___ DATA FOR THIS EXERCISE ___

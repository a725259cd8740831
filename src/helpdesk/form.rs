//! Ticket form decoding.
//!
//! The create/edit form is posted as `multipart/form-data`. Field names
//! follow the browser conventions: `category_{id}_tags[]` for tag
//! checkboxes, `attachments[]` with parallel `attachment_new_filename[]`
//! and `attachment_description[]` lists for uploads, and
//! `attachment_{id}_new_filename` / `attachment_{id}_description` for edits
//! to files already stored.

use std::collections::{BTreeMap, HashMap};

use axum::extract::Multipart;
use serde::Deserialize;

use crate::errors::HelpdeskError;
use crate::helpdesk::attachments::{AttachmentBatch, AttachmentEdit, NewUpload};

#[derive(Debug, Clone, Default)]
pub struct TicketForm {
    pub subject: String,
    pub owner_id: Option<i64>,
    pub category_id: Option<i64>,
    pub content: String,
    pub intervention: String,
    pub status_id: Option<i64>,
    pub priority_id: Option<i64>,
    /// `"auto"` or a user id.
    pub agent_id: Option<String>,
    pub start_date: Option<String>,
    pub limit_date: Option<String>,
    pub complete: bool,
    /// Checked tag ids per category.
    pub tags: HashMap<i64, Vec<i64>>,
    pub attachments: AttachmentBatch,
}

impl TicketForm {
    /// Tag ids submitted for the given category.
    pub fn tags_for(&self, category_id: i64) -> &[i64] {
        self.tags.get(&category_id).map(Vec::as_slice).unwrap_or(&[])
    }
}

fn parse_id(value: &str) -> Option<i64> {
    value.trim().parse().ok()
}

/// Incremental builder fed one form field at a time.
#[derive(Debug, Default)]
pub struct TicketFormBuilder {
    form: TicketForm,
    upload_names: Vec<String>,
    upload_descriptions: Vec<String>,
    edits: BTreeMap<i64, AttachmentEdit>,
}

impl TicketFormBuilder {
    pub fn new() -> Self {
        Self::default()
    }

    pub fn text(&mut self, name: &str, value: String) {
        let f = &mut self.form;
        match name {
            "subject" => f.subject = value,
            "owner_id" => f.owner_id = parse_id(&value),
            "category_id" => f.category_id = parse_id(&value),
            "content" => f.content = value,
            "intervention" => f.intervention = value,
            "status_id" => f.status_id = parse_id(&value),
            "priority_id" => f.priority_id = parse_id(&value),
            "agent_id" => f.agent_id = Some(value),
            "start_date" => f.start_date = Some(value),
            "limit_date" => f.limit_date = Some(value),
            "complete" => f.complete = value == "yes",
            "attachment_new_filename[]" => self.upload_names.push(value),
            "attachment_description[]" => self.upload_descriptions.push(value),
            "delete_files[]" => {
                if let Some(id) = parse_id(&value) {
                    f.attachments.delete_ids.push(id);
                }
            }
            other => self.indexed_field(other, value),
        }
    }

    fn indexed_field(&mut self, name: &str, value: String) {
        if let Some(category) = name
            .strip_prefix("category_")
            .and_then(|rest| rest.strip_suffix("_tags[]"))
            .and_then(parse_id)
        {
            if let Some(tag) = parse_id(&value) {
                self.form.tags.entry(category).or_default().push(tag);
            }
            return;
        }

        let Some(rest) = name.strip_prefix("attachment_") else {
            return;
        };
        let (id, is_name) = if let Some(id) = rest.strip_suffix("_new_filename").and_then(parse_id) {
            (id, true)
        } else if let Some(id) = rest.strip_suffix("_description").and_then(parse_id) {
            (id, false)
        } else {
            return;
        };
        let edit = self.edits.entry(id).or_insert_with(|| AttachmentEdit {
            id,
            new_filename: String::new(),
            description: String::new(),
        });
        if is_name {
            edit.new_filename = value.trim().to_string();
        } else {
            edit.description = value.trim().to_string();
        }
    }

    pub fn file(&mut self, name: &str, file_name: String, bytes: Vec<u8>) {
        if name == "attachments[]" && !file_name.is_empty() {
            self.form
                .attachments
                .uploads
                .push(NewUpload::new(file_name, bytes));
        }
    }

    pub fn finish(mut self) -> TicketForm {
        for (i, upload) in self.form.attachments.uploads.iter_mut().enumerate() {
            upload.new_filename = self.upload_names.get(i).cloned();
            if let Some(description) = self.upload_descriptions.get(i) {
                upload.description = description.clone();
            }
        }
        self.form.attachments.edits = self
            .edits
            .into_values()
            .filter(|e| !e.new_filename.is_empty())
            .collect();
        self.form
    }
}

pub async fn read_ticket_form(mut multipart: Multipart) -> Result<TicketForm, HelpdeskError> {
    let mut builder = TicketFormBuilder::new();
    while let Some(field) = multipart
        .next_field()
        .await
        .map_err(|e| HelpdeskError::BadRequest(e.to_string()))?
    {
        let name = field.name().unwrap_or_default().to_string();
        match field.file_name().map(str::to_string) {
            Some(file_name) => {
                let bytes = field
                    .bytes()
                    .await
                    .map_err(|e| HelpdeskError::BadRequest(e.to_string()))?;
                builder.file(&name, file_name, bytes.to_vec());
            }
            None => {
                let value = field
                    .text()
                    .await
                    .map_err(|e| HelpdeskError::BadRequest(e.to_string()))?;
                builder.text(&name, value);
            }
        }
    }
    Ok(builder.finish())
}

/// `POST /tickets/{id}/complete` body.
#[derive(Debug, Clone, Default, Deserialize)]
pub struct CompleteForm {
    pub status_id: Option<String>,
    pub reason_id: Option<String>,
    pub blank_intervention: Option<String>,
    #[serde(default)]
    pub clarification: String,
}

impl CompleteForm {
    pub fn status_id(&self) -> Option<i64> {
        self.status_id.as_deref().and_then(parse_id)
    }

    pub fn reason_id(&self) -> Option<i64> {
        self.reason_id.as_deref().and_then(parse_id)
    }
}

/// `POST /tickets/changeagent` body.
#[derive(Debug, Clone, Deserialize)]
pub struct ChangeAgentForm {
    pub ticket_id: i64,
    pub agent_id: i64,
}

/// `POST /tickets/changepriority` body.
#[derive(Debug, Clone, Deserialize)]
pub struct ChangePriorityForm {
    pub ticket_id: i64,
    pub priority_id: i64,
}
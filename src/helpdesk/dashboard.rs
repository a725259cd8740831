//! List view assembly: calendar bucket counts and the sidebar category and
//! agent counts.

use std::collections::HashMap;

use anyhow::Result;
use serde::Serialize;

use crate::helpdesk::calendar::{CalendarBounds, CalendarFilter};
use crate::helpdesk::db::{HelpdeskDb, TicketScope, UpcomingTicket};
use crate::helpdesk::filters::{FilterContext, Flash};
use crate::helpdesk::models::{Category, CategoryAgents, Role, TicketList, User};
use crate::helpdesk::permissions::Visibility;

#[derive(Debug, Clone, Copy, Default, PartialEq, Eq, Serialize)]
pub struct CalendarCounts {
    pub expired: i64,
    pub today: i64,
    pub tomorrow: i64,
    pub week: i64,
    pub month: i64,
}

impl CalendarCounts {
    /// Bucket the upcoming set in memory. Buckets overlap: a ticket due
    /// tomorrow also counts toward the week and the month.
    pub fn from_upcoming(expired: i64, upcoming: &[UpcomingTicket], b: &CalendarBounds) -> Self {
        let mut counts = Self {
            expired,
            ..Self::default()
        };
        for t in upcoming {
            for bucket in CalendarFilter::ALL {
                if bucket == CalendarFilter::Expired || !bucket.contains(b, t.limit_date) {
                    continue;
                }
                match bucket {
                    CalendarFilter::Today => counts.today += 1,
                    CalendarFilter::Tomorrow => counts.tomorrow += 1,
                    CalendarFilter::Week => counts.week += 1,
                    CalendarFilter::Month => counts.month += 1,
                    CalendarFilter::Expired => {}
                }
            }
        }
        counts
    }
}

#[derive(Debug, Clone, Serialize)]
pub struct CategoryCount {
    pub category: Category,
    pub count: i64,
}

#[derive(Debug, Clone, Serialize)]
pub struct AgentCount {
    pub agent: User,
    pub count: i64,
}

#[derive(Debug, Clone, Serialize)]
pub struct Dashboard {
    pub list: TicketList,
    pub categories: Vec<CategoryAgents>,
    /// Agent and admin views only.
    pub calendar: Option<CalendarCounts>,
    pub category_counts: Vec<CategoryCount>,
    pub agent_counts: Vec<AgentCount>,
    /// Filters after stale entries were dropped.
    pub filters: FilterContext,
    /// The stored agent filter named an agent with no tickets in view.
    #[serde(skip)]
    pub stale_agent_filter: bool,
    pub flashes: Vec<Flash>,
}

pub struct DashboardInput<'a> {
    pub user: &'a User,
    pub list: TicketList,
    pub filters: FilterContext,
    pub agent_restrict: bool,
    pub default_status_id: i64,
    pub bounds: CalendarBounds,
}

pub fn assemble(db: &HelpdeskDb, input: &DashboardInput<'_>) -> Result<Dashboard> {
    let user = input.user;
    let mut dashboard = Dashboard {
        list: input.list,
        categories: db.categories_with_agents()?,
        calendar: None,
        category_counts: Vec::new(),
        agent_counts: Vec::new(),
        filters: input.filters,
        stale_agent_filter: false,
        flashes: Vec::new(),
    };
    if user.role == Role::User {
        return Ok(dashboard);
    }

    let scope = TicketScope {
        list: input.list,
        visibility: Visibility::for_user(user, input.agent_restrict),
        filters: input.filters,
        default_status_id: input.default_status_id,
        bounds: input.bounds,
    };

    let undated = TicketScope {
        filters: FilterContext {
            calendar: None,
            ..input.filters
        },
        ..scope.clone()
    };
    let expired = db.count_scoped(&TicketScope {
        filters: FilterContext {
            calendar: Some(CalendarFilter::Expired),
            ..input.filters
        },
        ..scope.clone()
    })?;
    let upcoming = db.upcoming_tickets(&undated)?;
    dashboard.calendar = Some(CalendarCounts::from_upcoming(expired, &upcoming, &input.bounds));

    // Sidebar counts ignore the category/agent/owner selection but keep the
    // calendar bucket.
    let bucket = scope.calendar_only();
    let shown_categories: Vec<Category> = match user.role {
        Role::Admin => db.list_categories()?,
        Role::Agent if !input.agent_restrict => {
            let mine = db.agent_category_ids(user.id)?;
            db.list_categories()?
                .into_iter()
                .filter(|c| mine.contains(&c.id))
                .collect()
        }
        _ => Vec::new(),
    };
    let by_category = db.count_by_category(&bucket)?;
    dashboard.category_counts = shown_categories
        .into_iter()
        .map(|category| CategoryCount {
            count: by_category.get(&category.id).copied().unwrap_or(0),
            category,
        })
        .collect();

    let agent_scope = TicketScope {
        filters: FilterContext {
            category: input.filters.category,
            ..bucket.filters
        },
        ..bucket
    };
    let by_agent: HashMap<i64, i64> = db.count_by_agent(&agent_scope)?;
    dashboard.agent_counts = db
        .list_agents(input.filters.category)?
        .into_iter()
        .map(|agent| {
            let count = by_agent.get(&agent.id).copied().unwrap_or(0);
            AgentCount { agent, count }
        })
        .collect();

    if let Some(agent_id) = input.filters.agent
        && !dashboard.agent_counts.iter().any(|a| a.agent.id == agent_id)
    {
        dashboard.filters.agent = None;
        dashboard.stale_agent_filter = true;
    }
    Ok(dashboard)
}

___

[TASK OBJECTIVE]
Your answer must be the lines above, unchanged, from the first one through the line that holds "for uploads, and", inclusive, and no others.

[WRITTEN RESPONSE]
repository a725259cd8740831
filename src/helpdesk/form.rs
//! Ticket form decoding.
//!
//! The create/edit form is posted as `multipart/form-data`. Field names
//! follow the browser conventions: `category_{id}_tags[]` for tag
//! checkboxes, `attachments[]` with parallel `attachment_new_filename[]`
//! and `attachment_description[]` lists for uploads, and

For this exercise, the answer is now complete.